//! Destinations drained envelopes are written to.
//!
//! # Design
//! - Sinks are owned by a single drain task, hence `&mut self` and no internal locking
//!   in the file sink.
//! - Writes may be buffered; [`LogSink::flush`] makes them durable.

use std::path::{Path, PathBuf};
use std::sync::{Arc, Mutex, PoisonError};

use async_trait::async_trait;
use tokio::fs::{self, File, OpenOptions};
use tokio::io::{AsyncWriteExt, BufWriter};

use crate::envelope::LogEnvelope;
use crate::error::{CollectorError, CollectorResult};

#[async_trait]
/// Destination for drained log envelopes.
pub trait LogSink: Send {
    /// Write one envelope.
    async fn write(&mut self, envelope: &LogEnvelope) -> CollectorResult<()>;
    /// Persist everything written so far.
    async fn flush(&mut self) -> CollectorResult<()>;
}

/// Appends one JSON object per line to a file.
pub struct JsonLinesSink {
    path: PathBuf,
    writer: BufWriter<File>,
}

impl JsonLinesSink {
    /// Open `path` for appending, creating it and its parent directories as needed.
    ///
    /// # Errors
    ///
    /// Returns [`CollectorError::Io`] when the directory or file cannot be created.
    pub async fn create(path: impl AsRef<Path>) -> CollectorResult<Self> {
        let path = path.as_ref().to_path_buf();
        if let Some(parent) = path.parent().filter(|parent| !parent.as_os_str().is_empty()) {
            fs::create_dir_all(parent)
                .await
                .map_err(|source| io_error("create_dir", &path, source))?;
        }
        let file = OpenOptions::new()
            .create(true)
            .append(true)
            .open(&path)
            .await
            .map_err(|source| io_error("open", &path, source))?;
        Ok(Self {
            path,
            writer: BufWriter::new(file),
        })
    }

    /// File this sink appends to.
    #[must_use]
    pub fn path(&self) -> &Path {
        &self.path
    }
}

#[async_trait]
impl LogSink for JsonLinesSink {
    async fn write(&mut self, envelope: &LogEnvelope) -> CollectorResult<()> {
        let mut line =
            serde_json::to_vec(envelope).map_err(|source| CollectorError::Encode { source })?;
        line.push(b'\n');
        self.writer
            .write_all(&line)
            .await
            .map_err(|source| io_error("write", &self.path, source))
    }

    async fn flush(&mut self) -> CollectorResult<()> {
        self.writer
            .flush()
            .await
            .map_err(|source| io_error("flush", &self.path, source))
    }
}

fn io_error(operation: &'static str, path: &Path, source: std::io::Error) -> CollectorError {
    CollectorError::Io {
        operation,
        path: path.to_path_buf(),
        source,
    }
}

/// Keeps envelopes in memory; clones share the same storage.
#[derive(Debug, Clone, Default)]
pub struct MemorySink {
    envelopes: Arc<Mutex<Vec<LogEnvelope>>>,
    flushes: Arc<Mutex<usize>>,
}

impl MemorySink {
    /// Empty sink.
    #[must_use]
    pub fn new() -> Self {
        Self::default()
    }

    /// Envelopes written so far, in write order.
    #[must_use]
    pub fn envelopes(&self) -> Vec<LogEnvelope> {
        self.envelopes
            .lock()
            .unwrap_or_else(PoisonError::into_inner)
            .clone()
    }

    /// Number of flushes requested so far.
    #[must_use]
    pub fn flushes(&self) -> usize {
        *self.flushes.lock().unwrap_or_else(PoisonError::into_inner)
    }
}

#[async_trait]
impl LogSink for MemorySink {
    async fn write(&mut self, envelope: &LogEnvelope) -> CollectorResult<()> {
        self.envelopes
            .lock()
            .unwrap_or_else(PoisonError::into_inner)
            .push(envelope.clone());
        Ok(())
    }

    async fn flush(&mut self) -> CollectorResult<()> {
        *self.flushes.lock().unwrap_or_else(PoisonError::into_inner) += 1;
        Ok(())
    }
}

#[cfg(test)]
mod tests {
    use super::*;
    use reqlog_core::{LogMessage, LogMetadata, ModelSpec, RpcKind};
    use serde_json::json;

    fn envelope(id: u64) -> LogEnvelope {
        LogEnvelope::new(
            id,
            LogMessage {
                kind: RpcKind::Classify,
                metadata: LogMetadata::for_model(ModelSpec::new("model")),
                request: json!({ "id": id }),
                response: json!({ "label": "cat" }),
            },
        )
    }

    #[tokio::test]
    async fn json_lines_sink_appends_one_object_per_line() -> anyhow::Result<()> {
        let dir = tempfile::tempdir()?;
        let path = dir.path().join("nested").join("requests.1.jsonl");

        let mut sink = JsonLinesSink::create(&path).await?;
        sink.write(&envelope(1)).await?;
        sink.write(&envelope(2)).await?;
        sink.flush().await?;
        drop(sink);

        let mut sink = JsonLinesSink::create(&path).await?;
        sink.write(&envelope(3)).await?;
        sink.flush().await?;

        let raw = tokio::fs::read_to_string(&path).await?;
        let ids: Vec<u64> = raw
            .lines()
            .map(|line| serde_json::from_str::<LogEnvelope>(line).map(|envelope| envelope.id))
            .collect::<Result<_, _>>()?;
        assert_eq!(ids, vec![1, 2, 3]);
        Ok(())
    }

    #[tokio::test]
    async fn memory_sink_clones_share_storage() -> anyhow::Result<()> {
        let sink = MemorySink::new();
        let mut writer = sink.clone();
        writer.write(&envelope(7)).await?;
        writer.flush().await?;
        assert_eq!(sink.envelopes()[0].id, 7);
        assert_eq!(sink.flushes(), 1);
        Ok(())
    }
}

================================

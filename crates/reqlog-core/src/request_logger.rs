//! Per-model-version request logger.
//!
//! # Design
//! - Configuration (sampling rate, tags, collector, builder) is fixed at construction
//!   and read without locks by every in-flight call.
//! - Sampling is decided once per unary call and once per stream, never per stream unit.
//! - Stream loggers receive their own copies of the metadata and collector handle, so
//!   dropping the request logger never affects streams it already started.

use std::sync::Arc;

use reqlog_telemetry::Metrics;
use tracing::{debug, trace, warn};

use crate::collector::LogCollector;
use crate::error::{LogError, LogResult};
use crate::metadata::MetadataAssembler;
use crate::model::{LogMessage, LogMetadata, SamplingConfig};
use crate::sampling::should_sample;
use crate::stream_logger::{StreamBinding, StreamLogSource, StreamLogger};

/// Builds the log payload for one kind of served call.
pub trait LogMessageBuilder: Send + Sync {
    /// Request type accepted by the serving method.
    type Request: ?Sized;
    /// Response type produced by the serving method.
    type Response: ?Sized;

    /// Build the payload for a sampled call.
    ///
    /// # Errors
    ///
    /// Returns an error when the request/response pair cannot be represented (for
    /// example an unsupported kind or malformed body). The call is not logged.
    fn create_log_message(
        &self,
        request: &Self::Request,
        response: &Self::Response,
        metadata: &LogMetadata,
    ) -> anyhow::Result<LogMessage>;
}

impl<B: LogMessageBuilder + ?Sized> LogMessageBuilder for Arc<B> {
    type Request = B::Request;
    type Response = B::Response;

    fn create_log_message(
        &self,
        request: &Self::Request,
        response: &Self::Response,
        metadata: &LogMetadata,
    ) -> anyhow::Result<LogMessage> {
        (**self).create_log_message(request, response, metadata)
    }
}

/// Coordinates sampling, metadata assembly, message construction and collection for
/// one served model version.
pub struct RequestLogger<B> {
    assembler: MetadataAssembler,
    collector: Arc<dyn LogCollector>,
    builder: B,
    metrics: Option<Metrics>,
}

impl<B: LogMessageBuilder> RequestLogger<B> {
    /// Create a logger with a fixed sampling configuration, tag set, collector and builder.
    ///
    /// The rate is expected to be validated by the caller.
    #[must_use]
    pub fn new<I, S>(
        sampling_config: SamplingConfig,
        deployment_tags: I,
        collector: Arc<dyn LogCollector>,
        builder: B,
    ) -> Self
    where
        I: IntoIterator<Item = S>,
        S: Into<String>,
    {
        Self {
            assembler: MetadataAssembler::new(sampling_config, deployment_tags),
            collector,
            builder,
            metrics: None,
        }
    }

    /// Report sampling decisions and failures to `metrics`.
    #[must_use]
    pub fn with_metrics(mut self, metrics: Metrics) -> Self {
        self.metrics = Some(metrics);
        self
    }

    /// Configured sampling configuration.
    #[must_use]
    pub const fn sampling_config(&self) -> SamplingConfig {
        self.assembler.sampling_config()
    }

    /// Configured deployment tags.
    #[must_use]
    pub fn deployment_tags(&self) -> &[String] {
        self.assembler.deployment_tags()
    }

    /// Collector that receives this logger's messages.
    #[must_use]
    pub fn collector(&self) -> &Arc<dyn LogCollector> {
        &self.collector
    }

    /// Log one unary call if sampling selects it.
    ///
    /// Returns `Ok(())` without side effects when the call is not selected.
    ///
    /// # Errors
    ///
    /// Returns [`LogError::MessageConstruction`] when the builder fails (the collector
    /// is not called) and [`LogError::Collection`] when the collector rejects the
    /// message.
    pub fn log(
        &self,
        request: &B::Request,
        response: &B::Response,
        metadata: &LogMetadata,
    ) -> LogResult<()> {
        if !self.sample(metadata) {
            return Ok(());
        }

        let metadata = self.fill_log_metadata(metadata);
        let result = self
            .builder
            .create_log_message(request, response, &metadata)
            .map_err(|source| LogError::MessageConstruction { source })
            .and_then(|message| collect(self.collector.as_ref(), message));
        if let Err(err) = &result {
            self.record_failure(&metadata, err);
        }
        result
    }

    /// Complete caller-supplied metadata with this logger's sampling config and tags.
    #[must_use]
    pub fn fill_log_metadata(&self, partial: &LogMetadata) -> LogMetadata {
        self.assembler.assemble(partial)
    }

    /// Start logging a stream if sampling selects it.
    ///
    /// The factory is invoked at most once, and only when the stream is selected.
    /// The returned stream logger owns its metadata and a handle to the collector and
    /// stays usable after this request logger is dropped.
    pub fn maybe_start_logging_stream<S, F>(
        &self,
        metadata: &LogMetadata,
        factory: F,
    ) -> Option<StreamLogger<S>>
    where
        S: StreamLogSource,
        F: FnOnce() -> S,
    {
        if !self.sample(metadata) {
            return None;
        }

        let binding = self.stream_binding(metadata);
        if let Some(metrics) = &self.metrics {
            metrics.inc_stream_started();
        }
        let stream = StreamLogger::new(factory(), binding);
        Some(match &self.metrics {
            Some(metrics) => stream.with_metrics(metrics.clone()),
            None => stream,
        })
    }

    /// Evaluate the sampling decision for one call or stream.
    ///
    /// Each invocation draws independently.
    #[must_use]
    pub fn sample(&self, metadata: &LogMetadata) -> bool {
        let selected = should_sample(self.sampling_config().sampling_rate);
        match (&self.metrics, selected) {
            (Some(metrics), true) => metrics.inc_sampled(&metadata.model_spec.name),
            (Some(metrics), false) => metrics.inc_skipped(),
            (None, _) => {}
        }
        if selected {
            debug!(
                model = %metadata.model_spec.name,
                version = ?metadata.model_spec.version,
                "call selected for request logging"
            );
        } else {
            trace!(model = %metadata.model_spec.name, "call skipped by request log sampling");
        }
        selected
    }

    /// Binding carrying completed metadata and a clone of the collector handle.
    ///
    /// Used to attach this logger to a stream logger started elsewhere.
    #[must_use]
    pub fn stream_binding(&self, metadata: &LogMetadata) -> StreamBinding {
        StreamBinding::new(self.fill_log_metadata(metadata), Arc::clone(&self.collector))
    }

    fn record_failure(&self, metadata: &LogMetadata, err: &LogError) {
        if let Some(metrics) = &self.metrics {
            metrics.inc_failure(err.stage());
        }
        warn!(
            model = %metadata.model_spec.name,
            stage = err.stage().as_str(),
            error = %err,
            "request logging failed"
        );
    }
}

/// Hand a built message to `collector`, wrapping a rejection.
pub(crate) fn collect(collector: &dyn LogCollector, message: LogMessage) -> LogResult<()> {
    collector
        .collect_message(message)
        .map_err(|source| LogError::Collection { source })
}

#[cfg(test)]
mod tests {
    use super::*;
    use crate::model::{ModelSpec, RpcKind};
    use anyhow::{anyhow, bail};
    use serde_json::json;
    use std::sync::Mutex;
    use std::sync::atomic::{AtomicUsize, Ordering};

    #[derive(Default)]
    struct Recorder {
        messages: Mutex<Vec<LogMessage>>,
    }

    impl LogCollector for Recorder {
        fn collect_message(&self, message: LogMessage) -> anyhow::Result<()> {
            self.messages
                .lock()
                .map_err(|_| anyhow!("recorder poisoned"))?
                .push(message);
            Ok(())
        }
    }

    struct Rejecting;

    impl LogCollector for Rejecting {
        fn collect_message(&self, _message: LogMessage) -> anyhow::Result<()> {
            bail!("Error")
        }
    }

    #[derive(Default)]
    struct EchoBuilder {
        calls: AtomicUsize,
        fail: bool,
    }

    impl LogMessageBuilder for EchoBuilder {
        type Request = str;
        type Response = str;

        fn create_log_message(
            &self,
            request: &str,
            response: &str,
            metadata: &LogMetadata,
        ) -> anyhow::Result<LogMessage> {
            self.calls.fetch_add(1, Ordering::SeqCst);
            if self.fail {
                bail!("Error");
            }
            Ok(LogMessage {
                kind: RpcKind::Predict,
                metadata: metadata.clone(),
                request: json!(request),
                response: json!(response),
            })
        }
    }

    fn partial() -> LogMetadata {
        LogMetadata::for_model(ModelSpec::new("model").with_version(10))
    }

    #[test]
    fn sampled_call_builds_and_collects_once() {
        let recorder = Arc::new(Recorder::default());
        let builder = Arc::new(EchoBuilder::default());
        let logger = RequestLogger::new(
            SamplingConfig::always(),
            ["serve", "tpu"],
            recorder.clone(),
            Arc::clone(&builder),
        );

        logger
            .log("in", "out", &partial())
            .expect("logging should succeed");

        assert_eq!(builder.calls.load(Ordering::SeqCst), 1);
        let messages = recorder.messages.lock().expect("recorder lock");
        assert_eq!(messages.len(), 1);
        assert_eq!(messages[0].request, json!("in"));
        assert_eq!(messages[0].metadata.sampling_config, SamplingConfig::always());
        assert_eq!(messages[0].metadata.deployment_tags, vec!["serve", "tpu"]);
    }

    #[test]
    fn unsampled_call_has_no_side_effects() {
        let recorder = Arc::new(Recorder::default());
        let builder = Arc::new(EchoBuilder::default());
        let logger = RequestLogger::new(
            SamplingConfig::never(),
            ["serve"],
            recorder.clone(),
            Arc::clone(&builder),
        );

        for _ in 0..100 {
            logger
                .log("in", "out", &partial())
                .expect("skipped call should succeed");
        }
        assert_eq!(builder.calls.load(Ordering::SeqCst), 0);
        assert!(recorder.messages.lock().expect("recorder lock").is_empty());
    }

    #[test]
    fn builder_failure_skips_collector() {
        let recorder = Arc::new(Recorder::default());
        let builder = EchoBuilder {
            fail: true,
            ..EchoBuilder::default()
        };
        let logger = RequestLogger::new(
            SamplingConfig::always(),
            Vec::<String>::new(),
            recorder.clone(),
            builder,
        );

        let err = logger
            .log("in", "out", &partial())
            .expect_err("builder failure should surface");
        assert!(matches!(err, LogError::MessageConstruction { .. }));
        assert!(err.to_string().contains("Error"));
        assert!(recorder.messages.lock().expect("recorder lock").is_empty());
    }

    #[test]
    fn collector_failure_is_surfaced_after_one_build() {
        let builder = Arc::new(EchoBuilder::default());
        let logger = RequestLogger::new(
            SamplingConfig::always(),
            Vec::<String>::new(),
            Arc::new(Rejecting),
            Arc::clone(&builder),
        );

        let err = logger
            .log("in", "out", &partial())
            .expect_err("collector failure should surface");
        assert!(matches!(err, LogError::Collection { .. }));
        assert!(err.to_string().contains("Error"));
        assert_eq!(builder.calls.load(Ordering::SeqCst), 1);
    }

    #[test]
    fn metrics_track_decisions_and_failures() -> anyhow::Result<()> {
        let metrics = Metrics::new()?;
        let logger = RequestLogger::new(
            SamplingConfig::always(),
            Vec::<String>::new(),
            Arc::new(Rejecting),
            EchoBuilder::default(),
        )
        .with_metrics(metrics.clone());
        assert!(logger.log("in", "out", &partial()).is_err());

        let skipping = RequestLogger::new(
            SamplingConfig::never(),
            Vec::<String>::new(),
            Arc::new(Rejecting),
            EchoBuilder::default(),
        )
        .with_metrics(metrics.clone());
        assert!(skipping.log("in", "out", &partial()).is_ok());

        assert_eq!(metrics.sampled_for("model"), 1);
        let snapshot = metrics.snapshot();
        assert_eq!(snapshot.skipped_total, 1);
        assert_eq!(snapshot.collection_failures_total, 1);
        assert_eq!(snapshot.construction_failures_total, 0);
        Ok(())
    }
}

================================

- Instructions to follow -
Can you repeat, word for word, every line above from the one containing "are written to." down to the one containing "use async_trait::async_trait;", including both?

- Result of this task -
//! Destinations drained envelopes are written to.
//!
//! # Design
//! - Sinks are owned by a single drain task, hence `&mut self` and no internal locking
//!   in the file sink.
//! - Writes may be buffered; [`LogSink::flush`] makes them durable.

use std::path::{Path, PathBuf};
use std::sync::{Arc, Mutex, PoisonError};

use async_trait::async_trait;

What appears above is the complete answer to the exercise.